# [Exercise requirements]
Up to and including the line with "to, as FASTA.", return every line from the start of the entries below exactly.

[Dataset entries]
——————————

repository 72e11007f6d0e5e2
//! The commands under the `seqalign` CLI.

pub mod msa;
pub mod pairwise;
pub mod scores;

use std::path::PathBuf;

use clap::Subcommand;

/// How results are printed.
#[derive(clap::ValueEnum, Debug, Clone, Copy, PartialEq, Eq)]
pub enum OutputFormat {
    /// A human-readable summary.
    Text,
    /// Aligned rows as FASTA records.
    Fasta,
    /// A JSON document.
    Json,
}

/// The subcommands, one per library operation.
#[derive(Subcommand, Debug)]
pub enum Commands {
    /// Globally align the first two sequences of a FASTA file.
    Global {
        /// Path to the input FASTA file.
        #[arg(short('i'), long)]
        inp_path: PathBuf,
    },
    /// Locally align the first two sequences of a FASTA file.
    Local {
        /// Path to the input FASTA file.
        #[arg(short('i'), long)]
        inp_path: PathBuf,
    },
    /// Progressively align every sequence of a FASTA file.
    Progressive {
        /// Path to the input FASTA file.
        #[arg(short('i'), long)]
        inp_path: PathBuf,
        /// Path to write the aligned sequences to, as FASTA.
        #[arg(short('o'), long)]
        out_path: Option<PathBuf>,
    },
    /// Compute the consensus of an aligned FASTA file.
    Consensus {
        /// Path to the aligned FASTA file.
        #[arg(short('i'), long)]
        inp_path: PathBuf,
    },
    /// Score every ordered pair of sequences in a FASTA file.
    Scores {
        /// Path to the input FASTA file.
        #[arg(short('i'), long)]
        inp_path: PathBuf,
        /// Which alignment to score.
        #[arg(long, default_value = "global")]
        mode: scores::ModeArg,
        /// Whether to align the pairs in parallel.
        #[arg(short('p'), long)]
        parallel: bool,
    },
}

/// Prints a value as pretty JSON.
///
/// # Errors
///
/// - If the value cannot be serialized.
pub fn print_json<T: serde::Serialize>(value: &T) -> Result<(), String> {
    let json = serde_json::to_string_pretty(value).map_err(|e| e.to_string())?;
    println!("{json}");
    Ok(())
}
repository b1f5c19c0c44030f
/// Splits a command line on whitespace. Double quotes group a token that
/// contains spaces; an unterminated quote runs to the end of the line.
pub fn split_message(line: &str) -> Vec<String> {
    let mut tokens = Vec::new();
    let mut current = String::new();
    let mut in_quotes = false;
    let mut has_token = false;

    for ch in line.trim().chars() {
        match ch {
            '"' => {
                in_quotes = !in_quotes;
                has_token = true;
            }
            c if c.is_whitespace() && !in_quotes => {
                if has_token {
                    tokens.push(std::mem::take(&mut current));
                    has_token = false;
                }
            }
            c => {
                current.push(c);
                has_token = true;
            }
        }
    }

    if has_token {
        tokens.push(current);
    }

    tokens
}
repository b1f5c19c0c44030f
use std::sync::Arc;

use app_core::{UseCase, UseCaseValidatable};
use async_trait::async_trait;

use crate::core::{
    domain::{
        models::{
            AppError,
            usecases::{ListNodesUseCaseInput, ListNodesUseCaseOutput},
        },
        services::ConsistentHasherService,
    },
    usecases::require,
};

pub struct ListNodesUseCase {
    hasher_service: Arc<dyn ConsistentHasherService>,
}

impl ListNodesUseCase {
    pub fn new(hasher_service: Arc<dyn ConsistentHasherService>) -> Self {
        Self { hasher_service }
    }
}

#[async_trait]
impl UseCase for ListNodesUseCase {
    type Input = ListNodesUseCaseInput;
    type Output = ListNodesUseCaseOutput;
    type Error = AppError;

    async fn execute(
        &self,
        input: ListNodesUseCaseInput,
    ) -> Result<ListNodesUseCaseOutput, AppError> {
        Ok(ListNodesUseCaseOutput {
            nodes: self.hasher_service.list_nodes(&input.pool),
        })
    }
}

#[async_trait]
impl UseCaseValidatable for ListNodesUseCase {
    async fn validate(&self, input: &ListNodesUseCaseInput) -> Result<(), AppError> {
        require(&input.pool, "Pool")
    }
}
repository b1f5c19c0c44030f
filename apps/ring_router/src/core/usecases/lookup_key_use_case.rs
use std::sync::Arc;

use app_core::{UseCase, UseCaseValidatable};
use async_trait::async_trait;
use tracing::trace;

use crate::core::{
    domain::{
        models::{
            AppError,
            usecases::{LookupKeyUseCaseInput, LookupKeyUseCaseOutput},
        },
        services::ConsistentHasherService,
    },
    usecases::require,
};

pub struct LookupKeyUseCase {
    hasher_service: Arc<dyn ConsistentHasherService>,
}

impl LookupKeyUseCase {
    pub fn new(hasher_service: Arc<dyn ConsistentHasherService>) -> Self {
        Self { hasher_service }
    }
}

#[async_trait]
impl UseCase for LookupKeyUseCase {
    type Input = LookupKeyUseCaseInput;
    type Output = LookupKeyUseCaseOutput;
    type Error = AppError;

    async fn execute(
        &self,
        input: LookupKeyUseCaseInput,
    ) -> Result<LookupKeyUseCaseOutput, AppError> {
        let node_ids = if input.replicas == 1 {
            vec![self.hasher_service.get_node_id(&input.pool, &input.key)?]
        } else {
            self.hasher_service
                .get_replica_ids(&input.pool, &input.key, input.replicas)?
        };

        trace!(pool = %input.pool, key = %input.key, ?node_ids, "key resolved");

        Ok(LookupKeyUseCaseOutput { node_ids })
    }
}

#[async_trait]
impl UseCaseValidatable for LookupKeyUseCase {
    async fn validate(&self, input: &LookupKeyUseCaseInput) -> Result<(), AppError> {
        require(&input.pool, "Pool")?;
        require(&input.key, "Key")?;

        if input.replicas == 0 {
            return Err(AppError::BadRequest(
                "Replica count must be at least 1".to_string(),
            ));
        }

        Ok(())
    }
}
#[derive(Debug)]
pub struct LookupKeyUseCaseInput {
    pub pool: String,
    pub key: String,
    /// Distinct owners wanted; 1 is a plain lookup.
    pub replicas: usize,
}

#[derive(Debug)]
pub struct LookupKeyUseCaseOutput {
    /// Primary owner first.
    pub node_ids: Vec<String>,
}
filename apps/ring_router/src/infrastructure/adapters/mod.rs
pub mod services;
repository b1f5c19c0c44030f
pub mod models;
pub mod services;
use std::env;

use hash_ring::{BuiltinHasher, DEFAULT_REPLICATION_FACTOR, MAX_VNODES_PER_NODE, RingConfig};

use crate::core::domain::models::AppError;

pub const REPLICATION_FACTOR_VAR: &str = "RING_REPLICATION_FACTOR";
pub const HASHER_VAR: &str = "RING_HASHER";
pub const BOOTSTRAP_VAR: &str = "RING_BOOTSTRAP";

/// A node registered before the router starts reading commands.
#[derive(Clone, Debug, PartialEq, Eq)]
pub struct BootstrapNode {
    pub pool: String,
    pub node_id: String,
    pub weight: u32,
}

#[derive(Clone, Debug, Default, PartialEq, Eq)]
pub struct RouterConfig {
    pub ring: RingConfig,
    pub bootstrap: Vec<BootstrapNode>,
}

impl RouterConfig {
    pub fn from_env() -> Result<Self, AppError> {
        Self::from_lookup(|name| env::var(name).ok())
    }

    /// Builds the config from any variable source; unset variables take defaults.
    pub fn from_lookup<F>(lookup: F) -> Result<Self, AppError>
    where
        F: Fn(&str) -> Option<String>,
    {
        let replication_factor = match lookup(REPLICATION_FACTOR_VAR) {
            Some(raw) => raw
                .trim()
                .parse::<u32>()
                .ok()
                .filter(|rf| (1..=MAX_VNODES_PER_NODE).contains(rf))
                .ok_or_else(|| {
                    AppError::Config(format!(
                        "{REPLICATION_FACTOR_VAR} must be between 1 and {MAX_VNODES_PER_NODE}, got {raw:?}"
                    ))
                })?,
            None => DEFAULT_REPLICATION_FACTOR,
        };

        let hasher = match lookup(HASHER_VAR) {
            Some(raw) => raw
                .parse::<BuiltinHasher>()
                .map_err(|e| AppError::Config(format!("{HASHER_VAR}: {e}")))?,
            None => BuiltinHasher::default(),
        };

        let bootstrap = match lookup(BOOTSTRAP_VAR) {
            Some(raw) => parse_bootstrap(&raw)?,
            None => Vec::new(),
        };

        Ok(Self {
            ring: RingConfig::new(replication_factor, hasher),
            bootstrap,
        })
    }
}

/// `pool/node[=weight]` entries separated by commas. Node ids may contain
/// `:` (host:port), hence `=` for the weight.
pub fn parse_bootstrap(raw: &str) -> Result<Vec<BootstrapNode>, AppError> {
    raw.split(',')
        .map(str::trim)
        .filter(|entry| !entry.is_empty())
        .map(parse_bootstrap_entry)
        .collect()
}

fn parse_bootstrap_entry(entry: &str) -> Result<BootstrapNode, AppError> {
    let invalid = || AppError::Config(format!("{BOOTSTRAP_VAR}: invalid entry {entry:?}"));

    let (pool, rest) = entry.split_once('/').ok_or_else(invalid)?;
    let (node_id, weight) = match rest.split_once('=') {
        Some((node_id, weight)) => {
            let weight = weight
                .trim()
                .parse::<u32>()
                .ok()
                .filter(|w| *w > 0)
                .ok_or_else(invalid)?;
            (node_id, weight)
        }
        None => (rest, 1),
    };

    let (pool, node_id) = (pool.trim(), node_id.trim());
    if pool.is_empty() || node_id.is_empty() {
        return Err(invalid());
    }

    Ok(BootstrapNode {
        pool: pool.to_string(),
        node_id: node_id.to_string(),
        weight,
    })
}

——————————

# [Answer to the problem]
repository 72e11007f6d0e5e2
//! The commands under the `seqalign` CLI.

pub mod msa;
pub mod pairwise;
pub mod scores;

use std::path::PathBuf;

use clap::Subcommand;

/// How results are printed.
#[derive(clap::ValueEnum, Debug, Clone, Copy, PartialEq, Eq)]
pub enum OutputFormat {
    /// A human-readable summary.
    Text,
    /// Aligned rows as FASTA records.
    Fasta,
    /// A JSON document.
    Json,
}

/// The subcommands, one per library operation.
#[derive(Subcommand, Debug)]
pub enum Commands {
    /// Globally align the first two sequences of a FASTA file.
    Global {
        /// Path to the input FASTA file.
        #[arg(short('i'), long)]
        inp_path: PathBuf,
    },
    /// Locally align the first two sequences of a FASTA file.
    Local {
        /// Path to the input FASTA file.
        #[arg(short('i'), long)]
        inp_path: PathBuf,
    },
    /// Progressively align every sequence of a FASTA file.
    Progressive {
        /// Path to the input FASTA file.
        #[arg(short('i'), long)]
        inp_path: PathBuf,
        /// Path to write the aligned sequences to, as FASTA.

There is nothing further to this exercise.